## WHAT YOU SHOULD DO
Reproduce every record below, character by character.

## DATA RECORDS
--*--
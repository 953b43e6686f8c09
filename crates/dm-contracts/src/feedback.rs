use std::fmt;
use std::io::Write;
use std::path::{Path, PathBuf};

use serde::Serialize;
use serde_json::{Map, Value};

use crate::events::now_utc_iso;

#[derive(Debug, Clone, Copy, PartialEq, Eq, Serialize)]
#[serde(rename_all = "lowercase")]
pub enum Rating {
    Up,
    Down,
}

impl Rating {
    pub fn as_str(self) -> &'static str {
        match self {
            Rating::Up => "up",
            Rating::Down => "down",
        }
    }
}

impl fmt::Display for Rating {
    fn fmt(&self, f: &mut fmt::Formatter<'_>) -> fmt::Result {
        f.write_str(self.as_str())
    }
}

/// Thumbs up/down on assistant messages, appended to a JSONL file.
#[derive(Debug, Clone)]
pub struct FeedbackWriter {
    path: PathBuf,
}

impl FeedbackWriter {
    pub fn new(path: impl Into<PathBuf>) -> Self {
        Self { path: path.into() }
    }

    pub fn path(&self) -> &Path {
        &self.path
    }

    pub fn record(
        &self,
        session_id: &str,
        message_id: &str,
        rating: Rating,
        reason: Option<&str>,
    ) -> anyhow::Result<Map<String, Value>> {
        let mut payload = Map::new();
        payload.insert("ts".to_string(), Value::String(now_utc_iso()));
        payload.insert(
            "session_id".to_string(),
            Value::String(session_id.to_string()),
        );
        payload.insert(
            "message_id".to_string(),
            Value::String(message_id.to_string()),
        );
        payload.insert("rating".to_string(), serde_json::to_value(rating)?);
        payload.insert(
            "reason".to_string(),
            reason
                .map(|value| Value::String(value.to_string()))
                .unwrap_or(Value::Null),
        );

        append_jsonl(&self.path, &payload)?;
        Ok(payload)
    }
}

fn append_jsonl(path: &Path, payload: &Map<String, Value>) -> anyhow::Result<()> {
    if let Some(parent) = path.parent() {
        std::fs::create_dir_all(parent)?;
    }
    let mut file = std::fs::OpenOptions::new()
        .create(true)
        .append(true)
        .open(path)?;
    file.write_all(serde_json::to_string(payload)?.as_bytes())?;
    file.write_all(b"\n")?;
    Ok(())
}

#[cfg(test)]
mod tests {
    use serde_json::Value;

    use super::{FeedbackWriter, Rating};

    #[test]
    fn feedback_writer_appends_jsonl_record() -> anyhow::Result<()> {
        let temp = tempfile::tempdir()?;
        let path = temp.path().join("feedback.jsonl");
        let writer = FeedbackWriter::new(&path);

        let payload = writer.record("s-1", "m-1", Rating::Down, Some("too long"))?;
        assert_eq!(payload["rating"], Value::String("down".to_string()));
        assert_eq!(payload["reason"], Value::String("too long".to_string()));

        writer.record("s-1", "m-2", Rating::Up, None)?;

        let raw = std::fs::read_to_string(path)?;
        let rows: Vec<Value> = raw
            .lines()
            .map(serde_json::from_str::<Value>)
            .collect::<Result<_, _>>()?;
        assert_eq!(rows.len(), 2);
        assert_eq!(rows[0]["message_id"], Value::String("m-1".to_string()));
        assert_eq!(rows[1]["rating"], Value::String("up".to_string()));
        assert_eq!(rows[1]["reason"], Value::Null);
        assert!(rows[1].get("ts").and_then(Value::as_str).is_some());
        Ok(())
    }
}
--*--
## RESPONSE AREA
repository 953b43e6686f8c09
filename crates/dm-contracts/src/feedback.rs
use std::fmt;
use std::io::Write;
use std::path::{Path, PathBuf};

use serde::Serialize;
use serde_json::{Map, Value};

use crate::events::now_utc_iso;

#[derive(Debug, Clone, Copy, PartialEq, Eq, Serialize)]
#[serde(rename_all = "lowercase")]
pub enum Rating {
    Up,
    Down,
}

impl Rating {
    pub fn as_str(self) -> &'static str {
        match self {
            Rating::Up => "up",
            Rating::Down => "down",
        }
    }
}

impl fmt::Display for Rating {
    fn fmt(&self, f: &mut fmt::Formatter<'_>) -> fmt::Result {
        f.write_str(self.as_str())
    }
}

/// Thumbs up/down on assistant messages, appended to a JSONL file.
#[derive(Debug, Clone)]
pub struct FeedbackWriter {
    path: PathBuf,
}

impl FeedbackWriter {
    pub fn new(path: impl Into<PathBuf>) -> Self {
        Self { path: path.into() }
    }

    pub fn path(&self) -> &Path {
        &self.path
    }

    pub fn record(
        &self,
        session_id: &str,
        message_id: &str,
        rating: Rating,
        reason: Option<&str>,
    ) -> anyhow::Result<Map<String, Value>> {
        let mut payload = Map::new();
        payload.insert("ts".to_string(), Value::String(now_utc_iso()));
        payload.insert(
            "session_id".to_string(),
            Value::String(session_id.to_string()),
        );
        payload.insert(
            "message_id".to_string(),
            Value::String(message_id.to_string()),
        );
        payload.insert("rating".to_string(), serde_json::to_value(rating)?);
        payload.insert(
            "reason".to_string(),
            reason
                .map(|value| Value::String(value.to_string()))
                .unwrap_or(Value::Null),
        );

        append_jsonl(&self.path, &payload)?;
        Ok(payload)
    }
}

fn append_jsonl(path: &Path, payload: &Map<String, Value>) -> anyhow::Result<()> {
    if let Some(parent) = path.parent() {
        std::fs::create_dir_all(parent)?;
    }
    let mut file = std::fs::OpenOptions::new()
        .create(true)
        .append(true)
        .open(path)?;
    file.write_all(serde_json::to_string(payload)?.as_bytes())?;
    file.write_all(b"\n")?;
    Ok(())
}

#[cfg(test)]
mod tests {
    use serde_json::Value;

    use super::{FeedbackWriter, Rating};

    #[test]
    fn feedback_writer_appends_jsonl_record() -> anyhow::Result<()> {
        let temp = tempfile::tempdir()?;
        let path = temp.path().join("feedback.jsonl");
        let writer = FeedbackWriter::new(&path);

        let payload = writer.record("s-1", "m-1", Rating::Down, Some("too long"))?;
        assert_eq!(payload["rating"], Value::String("down".to_string()));
        assert_eq!(payload["reason"], Value::String("too long".to_string()));

        writer.record("s-1", "m-2", Rating::Up, None)?;

        let raw = std::fs::read_to_string(path)?;
        let rows: Vec<Value> = raw
            .lines()
            .map(serde_json::from_str::<Value>)
            .collect::<Result<_, _>>()?;
        assert_eq!(rows.len(), 2);
        assert_eq!(rows[0]["message_id"], Value::String("m-1".to_string()));
        assert_eq!(rows[1]["rating"], Value::String("up".to_string()));
        assert_eq!(rows[1]["reason"], Value::Null);
        assert!(rows[1].get("ts").and_then(Value::as_str).is_some());
        Ok(())
    }
}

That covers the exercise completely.